Post by NateDid anyone else get a nice laugh out of this?
Naw, this is funnier:
Dec. 24, 2003 -- Current criticism over Halliburton's lucrative Iraq
contracts has some historians drawing parallels to a similar controversy
involving the company during Lyndon B. Johnson's administration.
Nearly 40 years ago, Halliburton faced almost identical charges over its
work for the U.S. government in Vietnam -- allegations of overcharging,
sweetheart contracts from the White House and war profiteering. Back then,
the company's close ties to President Johnson became a liability. Today --
as NPR's John Burnett reports in the last of a three-part series --
Halliburton seems to be distancing itself from its former chief executive
officer, Vice President Dick Cheney.
The story of Halliburton's ties to the White House dates back to the 1940s,
when a Texas firm called Brown & Root constructed a massive damn project
near Austin. The company's founders, Herman and George Brown, won the
contract to build Mansfield Dam thanks to the efforts of Johnson, who was
then a Texas congressman.
After Johnson took over the Oval Office, Brown & Root won contracts for huge
construction projects for the federal government. By the mid-1960s,
newspaper columnists and the Republican minority in Congress began to
suggest that the company's good luck was tied to its sizable contributions
to Johnson's political campaign.
More questions were raised when a consortium of which Brown & Root was a
part won a $380 million contract to build airports, bases, hospitals and
other facilities for the U.S. Navy in South Vietnam. By 1967, the General
Accounting Office had faulted the "Vietnam builders" -- as they were
known -- for massive accounting lapses and allowing thefts of materials.
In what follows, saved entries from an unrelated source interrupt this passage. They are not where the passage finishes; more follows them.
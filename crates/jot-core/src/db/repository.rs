//! Note repository implementation

#![allow(clippy::cast_sign_loss, clippy::cast_possible_truncation)] // COUNT(*) is never negative

use crate::error::{Error, Result};
use crate::models::{parse_timestamp, storable_timestamp, NewNote, Note, NoteId};
use rusqlite::types::Type;
use rusqlite::{params, Connection};

/// Trait for note storage operations
pub trait NoteRepository {
    /// Insert a note and return it with its assigned id
    fn create(&self, note: &NewNote) -> Result<Note>;

    /// Get a note by ID
    fn get(&self, id: NoteId) -> Result<Option<Note>>;

    /// List every note, newest first
    fn list_all(&self) -> Result<Vec<Note>>;

    /// Delete a note, returning the number of rows removed (0 or 1)
    fn delete(&self, id: NoteId) -> Result<usize>;

    /// Count stored notes
    fn count(&self) -> Result<usize>;
}

/// `SQLite` implementation of `NoteRepository`
pub struct SqliteNoteRepository<'a> {
    conn: &'a Connection,
}

impl<'a> SqliteNoteRepository<'a> {
    /// Create a new repository with the given connection
    pub const fn new(conn: &'a Connection) -> Self {
        Self { conn }
    }

    /// Parse a note from a database row
    fn parse_note(row: &rusqlite::Row<'_>) -> rusqlite::Result<Note> {
        let created_time: String = row.get(2)?;
        let created_time = parse_timestamp(&created_time).map_err(|error| {
            rusqlite::Error::FromSqlConversionFailure(2, Type::Text, Box::new(error))
        })?;

        Ok(Note {
            id: NoteId::new(row.get(0)?),
            content: row.get(1)?,
            created_time,
        })
    }
}

impl NoteRepository for SqliteNoteRepository<'_> {
    fn create(&self, note: &NewNote) -> Result<Note> {
        let created_time = storable_timestamp(&note.created_time).map_err(Error::write)?;

        self.conn
            .execute(
                "INSERT INTO notes (content, createdTime) VALUES (?, ?)",
                params![note.content, created_time],
            )
            .map_err(Error::write)?;

        let id = NoteId::new(self.conn.last_insert_rowid());
        Ok(note.clone().persisted(id))
    }

    fn get(&self, id: NoteId) -> Result<Option<Note>> {
        let result = self.conn.query_row(
            "SELECT id, content, createdTime FROM notes WHERE id = ?",
            params![id.as_i64()],
            Self::parse_note,
        );

        match result {
            Ok(note) => Ok(Some(note)),
            Err(rusqlite::Error::QueryReturnedNoRows) => Ok(None),
            Err(e) => Err(Error::read(e)),
        }
    }

    fn list_all(&self) -> Result<Vec<Note>> {
        let mut stmt = self
            .conn
            .prepare(
                "SELECT id, content, createdTime
                 FROM notes
                 ORDER BY createdTime DESC, id DESC",
            )
            .map_err(Error::read)?;

        let notes = stmt
            .query_map([], Self::parse_note)
            .map_err(Error::read)?
            .collect::<rusqlite::Result<Vec<_>>>()
            .map_err(Error::read)?;

        Ok(notes)
    }

    fn delete(&self, id: NoteId) -> Result<usize> {
        self.conn
            .execute("DELETE FROM notes WHERE id = ?", params![id.as_i64()])
            .map_err(Error::write)
    }

    fn count(&self) -> Result<usize> {
        let count: i64 = self
            .conn
            .query_row("SELECT COUNT(*) FROM notes", [], |row| row.get(0))
            .map_err(Error::read)?;
        Ok(count as usize)
    }
}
Brown & Root also became a target for anti-war protesters: they called the
firm the embodiment of the "military-industrial complex" and denounced it
for building detention cells to hold Viet Cong prisoners in South Vietnam.
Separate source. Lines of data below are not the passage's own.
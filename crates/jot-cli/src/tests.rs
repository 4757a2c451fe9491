use chrono::{Duration, TimeZone, Utc};
use jot_core::{NewNote, Note, NoteId, NoteStore};
use pretty_assertions::assert_eq;

use crate::cli::ExportFormat;
use crate::commands::add::run_add;
use crate::commands::common::{
    format_note_lines, format_relative_time, normalize_content, note_preview, note_to_list_item,
    parse_note_id, resolve_note_content,
};
use crate::commands::delete::run_delete;
use crate::commands::export::run_export;
use crate::error::CliError;

fn note(id: i64, content: &str) -> Note {
    NewNote::with_created_time(content, Utc.with_ymd_and_hms(2024, 1, 1, 10, 0, 0).unwrap())
        .persisted(NoteId::new(id))
}

async fn ready_store() -> NoteStore {
    let store = NoteStore::in_memory();
    store.initialize().await.unwrap();
    store
}

#[test]
fn normalize_content_trims_and_rejects_empty() {
    assert_eq!(normalize_content("  hello  "), Some("hello".to_string()));
    assert_eq!(normalize_content(" \n\t "), None);
}

#[test]
fn normalize_content_keeps_multiline_text() {
    assert_eq!(
        normalize_content("line 1\nline 2\n"),
        Some("line 1\nline 2".to_string())
    );
}

#[test]
fn resolve_note_content_joins_arguments() {
    let parts = vec!["Buy".to_string(), "milk".to_string()];
    assert_eq!(resolve_note_content(&parts).unwrap(), "Buy milk");
}

#[test]
fn parse_note_id_accepts_integers() {
    assert_eq!(parse_note_id(" 12 ").unwrap(), NoteId::new(12));
}

#[test]
fn parse_note_id_rejects_empty_and_garbage() {
    assert!(matches!(parse_note_id("  "), Err(CliError::EmptyNoteId)));
    assert!(matches!(
        parse_note_id("abc"),
        Err(CliError::InvalidNoteId(id)) if id == "abc"
    ));
}

#[test]
fn format_relative_time_units() {
    let now = Utc.with_ymd_and_hms(2024, 6, 1, 12, 0, 0).unwrap();
    assert_eq!(format_relative_time(now - Duration::seconds(30), now), "just now");
    assert_eq!(format_relative_time(now - Duration::minutes(2), now), "2m ago");
    assert_eq!(format_relative_time(now - Duration::hours(2), now), "2h ago");
    assert_eq!(format_relative_time(now - Duration::days(3), now), "3d ago");
    assert_eq!(format_relative_time(now + Duration::hours(1), now), "just now");
}

#[test]
fn note_preview_collapses_whitespace_and_truncates() {
    let short = note(1, "  hello    world \nsecond line");
    assert_eq!(note_preview(&short, 40), "hello world");

    let long = note(2, "abcdefghijklmnopqrstuvwxyz");
    assert_eq!(note_preview(&long, 10), "abcdefg...");
}

#[test]
fn format_note_lines_keeps_order() {
    let now = Utc.with_ymd_and_hms(2024, 1, 1, 12, 0, 0).unwrap();
    let lines = format_note_lines(&[note(2, "Call bank"), note(1, "Buy milk")], now);

    assert_eq!(lines.len(), 2);
    assert!(lines[0].trim_start().starts_with("2  Call bank"));
    assert!(lines[1].trim_start().starts_with("1  Buy milk"));
    assert!(lines[0].ends_with("2h ago"));
}

#[test]
fn note_to_list_item_copies_fields() {
    let now = Utc.with_ymd_and_hms(2024, 1, 1, 10, 0, 30).unwrap();
    let item = note_to_list_item(&note(5, "Buy milk"), now);

    assert_eq!(item.id, 5);
    assert_eq!(item.content, "Buy milk");
    assert_eq!(item.relative_time, "just now");
}

#[tokio::test(flavor = "multi_thread")]
async fn add_then_delete_through_commands() {
    let store = ready_store().await;

    run_add(&["Buy".to_string(), "milk".to_string()], &store)
        .await
        .unwrap();
    let notes = store.list_all().await.unwrap();
    assert_eq!(notes.len(), 1);
    assert_eq!(notes[0].content, "Buy milk");

    run_delete(&notes[0].id.to_string(), &store).await.unwrap();
    run_delete(&notes[0].id.to_string(), &store).await.unwrap();
    assert!(store.list_all().await.unwrap().is_empty());
}

#[tokio::test(flavor = "multi_thread")]
async fn export_writes_file() {
    let store = ready_store().await;
    store
        .create_note(NewNote::new("exported"))
        .await
        .unwrap();

    let tmp = tempfile::tempdir().unwrap();
    let path = tmp.path().join("notes.md");
    run_export(ExportFormat::Markdown, Some(&path), &store)
        .await
        .unwrap();

    let written = std::fs::read_to_string(&path).unwrap();
    assert!(written.contains("exported"));
    assert!(written.contains("createdTime: "));
}

#[tokio::test(flavor = "multi_thread")]
async fn commands_surface_store_errors_after_close() {
    let store = ready_store().await;
    store.close().await.unwrap();

    let err = run_delete("1", &store).await.unwrap_err();
    assert!(matches!(
        err,
        CliError::Core(jot_core::Error::StorageUnavailable(_))
    ));
}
Today, Brown & Root is called Kellogg, Brown & Root -- a Halliburton
subsidiary better known as KBR.
http://www.npr.org/display_pages/features/feature_1569483.html
"I don't think it is reasonable to close the door on inspections after 3 1/2
months," Blix said in his first public appearance since 134 U.N. inspectors
were evacuated from Iraq, effectively ending a 12-year effort to disarm Iraq
through inspections. "I would have welcomed some more time."